▶ _WHAT IS NEEDED_
Word for word, restate the lines of the data from the first through the one containing "fn register_database(&self, database: &str)", and nothing else.

▶ _AVAILABLE RECORDS_
# # # #

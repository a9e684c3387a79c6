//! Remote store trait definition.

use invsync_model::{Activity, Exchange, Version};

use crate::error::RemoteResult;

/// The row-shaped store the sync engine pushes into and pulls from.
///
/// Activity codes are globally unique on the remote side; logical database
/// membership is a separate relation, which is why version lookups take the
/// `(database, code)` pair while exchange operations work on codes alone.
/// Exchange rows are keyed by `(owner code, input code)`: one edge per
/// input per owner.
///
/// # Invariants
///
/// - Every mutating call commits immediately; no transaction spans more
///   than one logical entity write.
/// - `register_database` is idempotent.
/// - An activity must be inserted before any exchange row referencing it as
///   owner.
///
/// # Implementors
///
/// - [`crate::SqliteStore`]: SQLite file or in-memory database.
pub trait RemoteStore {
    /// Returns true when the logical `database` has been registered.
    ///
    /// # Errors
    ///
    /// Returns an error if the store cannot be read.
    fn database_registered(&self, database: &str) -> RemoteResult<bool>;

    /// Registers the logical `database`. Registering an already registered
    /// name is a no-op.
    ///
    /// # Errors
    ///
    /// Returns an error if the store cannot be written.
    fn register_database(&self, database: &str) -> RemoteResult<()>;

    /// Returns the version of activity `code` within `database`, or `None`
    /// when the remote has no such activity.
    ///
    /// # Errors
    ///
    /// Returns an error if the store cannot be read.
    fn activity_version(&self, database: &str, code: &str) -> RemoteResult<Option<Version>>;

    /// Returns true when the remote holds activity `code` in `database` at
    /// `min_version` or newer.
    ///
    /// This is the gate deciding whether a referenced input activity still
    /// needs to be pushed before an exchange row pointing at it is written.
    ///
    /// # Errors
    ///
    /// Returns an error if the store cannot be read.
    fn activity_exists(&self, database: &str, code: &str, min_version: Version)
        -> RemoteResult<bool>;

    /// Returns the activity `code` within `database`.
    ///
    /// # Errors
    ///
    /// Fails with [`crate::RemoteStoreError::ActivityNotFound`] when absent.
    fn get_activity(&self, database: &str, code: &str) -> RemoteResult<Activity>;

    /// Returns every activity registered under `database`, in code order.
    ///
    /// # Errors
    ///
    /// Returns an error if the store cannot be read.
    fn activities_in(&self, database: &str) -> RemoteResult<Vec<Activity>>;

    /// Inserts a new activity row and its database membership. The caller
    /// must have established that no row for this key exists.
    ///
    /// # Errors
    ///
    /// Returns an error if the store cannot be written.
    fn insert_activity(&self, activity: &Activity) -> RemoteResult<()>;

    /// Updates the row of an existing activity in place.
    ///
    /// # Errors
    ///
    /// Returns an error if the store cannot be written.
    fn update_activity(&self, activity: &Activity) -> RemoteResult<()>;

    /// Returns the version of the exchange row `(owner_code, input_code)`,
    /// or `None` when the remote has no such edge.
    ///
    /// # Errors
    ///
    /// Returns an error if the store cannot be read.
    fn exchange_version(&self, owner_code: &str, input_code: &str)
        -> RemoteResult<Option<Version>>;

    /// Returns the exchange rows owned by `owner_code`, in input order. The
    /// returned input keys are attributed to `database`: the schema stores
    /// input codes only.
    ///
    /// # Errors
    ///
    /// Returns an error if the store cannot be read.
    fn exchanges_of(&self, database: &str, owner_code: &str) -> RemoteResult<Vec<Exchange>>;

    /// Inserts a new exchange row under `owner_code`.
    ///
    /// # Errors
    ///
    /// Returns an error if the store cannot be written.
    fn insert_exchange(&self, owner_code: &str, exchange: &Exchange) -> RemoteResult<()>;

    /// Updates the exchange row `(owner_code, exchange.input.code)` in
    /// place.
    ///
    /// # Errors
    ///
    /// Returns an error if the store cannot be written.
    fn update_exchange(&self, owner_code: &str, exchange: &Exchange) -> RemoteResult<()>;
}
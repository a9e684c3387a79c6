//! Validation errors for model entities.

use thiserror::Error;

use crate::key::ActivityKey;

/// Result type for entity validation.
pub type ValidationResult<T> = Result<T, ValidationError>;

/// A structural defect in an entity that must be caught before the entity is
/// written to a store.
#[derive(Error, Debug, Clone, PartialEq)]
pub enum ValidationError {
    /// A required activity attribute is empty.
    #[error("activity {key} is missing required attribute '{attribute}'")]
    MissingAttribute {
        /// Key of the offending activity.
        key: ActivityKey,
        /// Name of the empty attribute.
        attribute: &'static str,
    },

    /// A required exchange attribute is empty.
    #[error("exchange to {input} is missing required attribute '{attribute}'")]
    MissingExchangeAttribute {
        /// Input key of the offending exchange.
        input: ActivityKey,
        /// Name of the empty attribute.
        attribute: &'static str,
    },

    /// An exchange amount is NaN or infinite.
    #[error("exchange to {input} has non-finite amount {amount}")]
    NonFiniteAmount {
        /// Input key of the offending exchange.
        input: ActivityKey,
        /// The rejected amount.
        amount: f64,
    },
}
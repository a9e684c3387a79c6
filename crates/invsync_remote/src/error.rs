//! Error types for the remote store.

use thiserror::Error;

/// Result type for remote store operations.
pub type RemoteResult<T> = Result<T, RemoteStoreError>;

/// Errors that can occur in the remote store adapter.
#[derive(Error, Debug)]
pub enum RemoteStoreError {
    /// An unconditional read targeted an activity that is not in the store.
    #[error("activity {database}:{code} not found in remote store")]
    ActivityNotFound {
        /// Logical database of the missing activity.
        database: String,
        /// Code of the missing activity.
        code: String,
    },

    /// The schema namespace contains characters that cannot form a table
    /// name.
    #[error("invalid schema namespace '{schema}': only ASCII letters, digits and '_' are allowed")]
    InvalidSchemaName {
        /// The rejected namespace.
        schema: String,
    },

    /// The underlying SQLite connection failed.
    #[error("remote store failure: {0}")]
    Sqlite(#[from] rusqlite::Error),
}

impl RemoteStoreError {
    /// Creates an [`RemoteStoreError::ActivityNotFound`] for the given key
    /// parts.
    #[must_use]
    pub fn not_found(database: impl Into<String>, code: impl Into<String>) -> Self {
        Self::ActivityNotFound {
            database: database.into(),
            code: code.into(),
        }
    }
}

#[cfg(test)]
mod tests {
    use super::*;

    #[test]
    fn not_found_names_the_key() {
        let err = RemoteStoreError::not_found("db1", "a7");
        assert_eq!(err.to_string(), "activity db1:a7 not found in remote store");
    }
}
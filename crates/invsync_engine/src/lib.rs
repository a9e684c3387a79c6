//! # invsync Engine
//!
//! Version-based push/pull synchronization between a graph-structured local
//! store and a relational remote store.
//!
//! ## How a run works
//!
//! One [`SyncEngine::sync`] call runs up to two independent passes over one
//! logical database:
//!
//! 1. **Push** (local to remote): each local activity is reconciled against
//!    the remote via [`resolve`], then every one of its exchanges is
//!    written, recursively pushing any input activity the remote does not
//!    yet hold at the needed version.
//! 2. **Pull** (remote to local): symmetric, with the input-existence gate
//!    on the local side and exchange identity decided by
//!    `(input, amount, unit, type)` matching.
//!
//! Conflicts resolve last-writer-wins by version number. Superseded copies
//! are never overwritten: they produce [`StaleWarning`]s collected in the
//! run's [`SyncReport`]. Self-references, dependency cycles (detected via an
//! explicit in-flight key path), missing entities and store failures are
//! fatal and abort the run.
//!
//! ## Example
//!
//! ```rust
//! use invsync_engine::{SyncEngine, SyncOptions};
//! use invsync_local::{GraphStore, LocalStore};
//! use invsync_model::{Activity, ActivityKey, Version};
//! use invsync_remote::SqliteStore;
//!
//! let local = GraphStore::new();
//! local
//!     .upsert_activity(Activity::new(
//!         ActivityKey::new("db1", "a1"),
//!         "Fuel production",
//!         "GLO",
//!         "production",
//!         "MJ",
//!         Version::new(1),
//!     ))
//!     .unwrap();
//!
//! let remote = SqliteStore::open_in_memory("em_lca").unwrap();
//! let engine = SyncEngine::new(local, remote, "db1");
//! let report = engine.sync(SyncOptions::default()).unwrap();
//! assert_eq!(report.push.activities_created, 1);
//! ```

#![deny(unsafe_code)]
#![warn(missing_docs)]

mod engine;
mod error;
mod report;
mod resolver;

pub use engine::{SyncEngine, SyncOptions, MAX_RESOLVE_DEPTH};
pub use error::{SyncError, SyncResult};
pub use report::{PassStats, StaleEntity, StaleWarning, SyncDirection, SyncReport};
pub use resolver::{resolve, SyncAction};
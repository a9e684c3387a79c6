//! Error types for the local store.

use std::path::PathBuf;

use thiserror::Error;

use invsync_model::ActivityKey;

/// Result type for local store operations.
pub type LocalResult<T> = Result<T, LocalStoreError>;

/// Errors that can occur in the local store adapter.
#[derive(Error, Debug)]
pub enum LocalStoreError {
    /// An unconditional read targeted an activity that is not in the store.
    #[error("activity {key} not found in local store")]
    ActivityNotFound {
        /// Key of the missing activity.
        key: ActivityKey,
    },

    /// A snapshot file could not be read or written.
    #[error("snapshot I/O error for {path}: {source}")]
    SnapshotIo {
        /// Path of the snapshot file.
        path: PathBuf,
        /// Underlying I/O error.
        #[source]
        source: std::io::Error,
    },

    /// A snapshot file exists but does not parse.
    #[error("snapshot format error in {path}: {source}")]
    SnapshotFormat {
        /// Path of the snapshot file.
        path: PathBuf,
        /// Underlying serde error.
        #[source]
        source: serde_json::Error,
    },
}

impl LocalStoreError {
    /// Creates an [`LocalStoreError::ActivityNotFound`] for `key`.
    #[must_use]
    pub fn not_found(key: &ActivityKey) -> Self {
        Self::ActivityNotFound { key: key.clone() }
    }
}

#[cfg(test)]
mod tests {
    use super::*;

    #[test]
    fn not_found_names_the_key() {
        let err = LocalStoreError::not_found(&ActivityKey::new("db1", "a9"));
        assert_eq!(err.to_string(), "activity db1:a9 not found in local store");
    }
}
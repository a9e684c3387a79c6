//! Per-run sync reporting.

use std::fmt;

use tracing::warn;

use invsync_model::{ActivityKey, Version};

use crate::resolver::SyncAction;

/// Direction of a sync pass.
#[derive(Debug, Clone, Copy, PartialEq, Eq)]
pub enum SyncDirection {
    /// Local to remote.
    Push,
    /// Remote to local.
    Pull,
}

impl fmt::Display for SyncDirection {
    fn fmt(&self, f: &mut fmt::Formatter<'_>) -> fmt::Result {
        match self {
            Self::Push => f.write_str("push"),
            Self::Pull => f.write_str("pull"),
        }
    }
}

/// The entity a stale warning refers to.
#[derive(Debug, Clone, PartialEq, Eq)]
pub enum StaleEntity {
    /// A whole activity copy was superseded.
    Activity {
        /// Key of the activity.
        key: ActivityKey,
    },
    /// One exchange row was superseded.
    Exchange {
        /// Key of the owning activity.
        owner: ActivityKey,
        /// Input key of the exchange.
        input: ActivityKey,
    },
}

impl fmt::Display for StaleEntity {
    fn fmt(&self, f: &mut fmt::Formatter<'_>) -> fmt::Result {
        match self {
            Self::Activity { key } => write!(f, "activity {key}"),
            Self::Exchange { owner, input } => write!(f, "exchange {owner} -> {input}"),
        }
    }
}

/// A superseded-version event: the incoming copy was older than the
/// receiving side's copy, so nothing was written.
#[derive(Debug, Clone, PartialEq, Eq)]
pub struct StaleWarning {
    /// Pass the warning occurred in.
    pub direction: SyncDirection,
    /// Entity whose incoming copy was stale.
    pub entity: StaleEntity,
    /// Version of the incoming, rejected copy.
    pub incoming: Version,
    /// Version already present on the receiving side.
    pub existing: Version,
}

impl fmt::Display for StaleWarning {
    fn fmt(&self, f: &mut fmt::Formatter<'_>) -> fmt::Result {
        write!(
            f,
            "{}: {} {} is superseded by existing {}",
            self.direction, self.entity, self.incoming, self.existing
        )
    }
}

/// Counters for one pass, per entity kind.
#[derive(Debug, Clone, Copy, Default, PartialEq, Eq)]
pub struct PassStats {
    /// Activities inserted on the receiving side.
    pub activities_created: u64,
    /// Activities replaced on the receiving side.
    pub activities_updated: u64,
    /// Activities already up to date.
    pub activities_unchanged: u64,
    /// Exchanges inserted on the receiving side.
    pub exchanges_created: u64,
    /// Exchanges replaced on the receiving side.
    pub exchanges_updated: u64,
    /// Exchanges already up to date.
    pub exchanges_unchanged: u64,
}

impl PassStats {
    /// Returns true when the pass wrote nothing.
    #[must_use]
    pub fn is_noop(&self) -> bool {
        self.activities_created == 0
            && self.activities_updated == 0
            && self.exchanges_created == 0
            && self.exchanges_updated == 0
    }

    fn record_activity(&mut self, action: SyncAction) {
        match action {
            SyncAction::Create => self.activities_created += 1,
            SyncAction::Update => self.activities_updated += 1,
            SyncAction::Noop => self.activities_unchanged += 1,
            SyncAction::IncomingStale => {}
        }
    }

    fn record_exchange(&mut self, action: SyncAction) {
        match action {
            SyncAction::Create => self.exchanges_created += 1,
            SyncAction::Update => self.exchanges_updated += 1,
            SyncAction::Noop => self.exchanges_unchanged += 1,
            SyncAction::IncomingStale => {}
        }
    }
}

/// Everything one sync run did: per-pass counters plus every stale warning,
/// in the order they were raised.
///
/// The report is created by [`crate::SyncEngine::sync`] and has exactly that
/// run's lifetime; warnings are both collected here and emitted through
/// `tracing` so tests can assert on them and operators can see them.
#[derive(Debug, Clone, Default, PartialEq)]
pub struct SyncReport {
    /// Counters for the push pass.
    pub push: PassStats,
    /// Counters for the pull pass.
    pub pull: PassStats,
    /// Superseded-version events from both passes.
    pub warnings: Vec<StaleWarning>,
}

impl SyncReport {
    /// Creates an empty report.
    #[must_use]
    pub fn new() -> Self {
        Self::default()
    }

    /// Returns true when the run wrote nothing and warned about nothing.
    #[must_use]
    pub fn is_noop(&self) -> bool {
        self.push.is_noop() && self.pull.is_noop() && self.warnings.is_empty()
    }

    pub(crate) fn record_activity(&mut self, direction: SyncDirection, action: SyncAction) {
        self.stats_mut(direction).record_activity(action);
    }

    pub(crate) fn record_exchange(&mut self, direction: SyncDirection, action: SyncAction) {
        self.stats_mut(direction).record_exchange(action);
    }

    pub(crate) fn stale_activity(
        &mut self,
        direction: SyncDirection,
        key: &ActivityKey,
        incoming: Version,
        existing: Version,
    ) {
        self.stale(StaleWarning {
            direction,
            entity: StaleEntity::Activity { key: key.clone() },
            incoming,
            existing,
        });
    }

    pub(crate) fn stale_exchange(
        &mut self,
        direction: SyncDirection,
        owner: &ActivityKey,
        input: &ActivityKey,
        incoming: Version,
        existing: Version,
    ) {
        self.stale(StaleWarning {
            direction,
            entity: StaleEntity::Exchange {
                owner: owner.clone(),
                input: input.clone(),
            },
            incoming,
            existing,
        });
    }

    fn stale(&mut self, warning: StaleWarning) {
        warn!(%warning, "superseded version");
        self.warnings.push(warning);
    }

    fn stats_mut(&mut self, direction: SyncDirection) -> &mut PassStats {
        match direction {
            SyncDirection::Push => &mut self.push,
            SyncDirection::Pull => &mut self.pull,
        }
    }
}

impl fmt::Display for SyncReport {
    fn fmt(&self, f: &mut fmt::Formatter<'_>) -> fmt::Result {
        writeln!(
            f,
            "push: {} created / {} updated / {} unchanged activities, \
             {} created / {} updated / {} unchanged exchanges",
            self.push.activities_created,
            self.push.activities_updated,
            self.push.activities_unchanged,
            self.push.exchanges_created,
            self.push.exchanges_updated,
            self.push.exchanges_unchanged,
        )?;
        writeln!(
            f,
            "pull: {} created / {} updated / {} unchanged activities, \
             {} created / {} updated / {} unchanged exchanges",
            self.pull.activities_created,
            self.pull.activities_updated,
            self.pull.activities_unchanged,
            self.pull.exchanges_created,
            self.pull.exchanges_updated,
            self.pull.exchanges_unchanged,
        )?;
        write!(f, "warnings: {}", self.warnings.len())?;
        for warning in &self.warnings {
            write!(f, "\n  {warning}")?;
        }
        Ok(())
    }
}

# # # #

▶ _RESPONSE TO THE TASK_
repository a9e684c3387a79c6
//! Remote store trait definition.

use invsync_model::{Activity, Exchange, Version};

use crate::error::RemoteResult;

/// The row-shaped store the sync engine pushes into and pulls from.
///
/// Activity codes are globally unique on the remote side; logical database
/// membership is a separate relation, which is why version lookups take the
/// `(database, code)` pair while exchange operations work on codes alone.
/// Exchange rows are keyed by `(owner code, input code)`: one edge per
/// input per owner.
///
/// # Invariants
///
/// - Every mutating call commits immediately; no transaction spans more
///   than one logical entity write.
/// - `register_database` is idempotent.
/// - An activity must be inserted before any exchange row referencing it as
///   owner.
///
/// # Implementors
///
/// - [`crate::SqliteStore`]: SQLite file or in-memory database.
pub trait RemoteStore {
    /// Returns true when the logical `database` has been registered.
    ///
    /// # Errors
    ///
    /// Returns an error if the store cannot be read.
    fn database_registered(&self, database: &str) -> RemoteResult<bool>;

    /// Registers the logical `database`. Registering an already registered
    /// name is a no-op.
    ///
    /// # Errors
    ///
    /// Returns an error if the store cannot be written.
    fn register_database(&self, database: &str) -> RemoteResult<()>;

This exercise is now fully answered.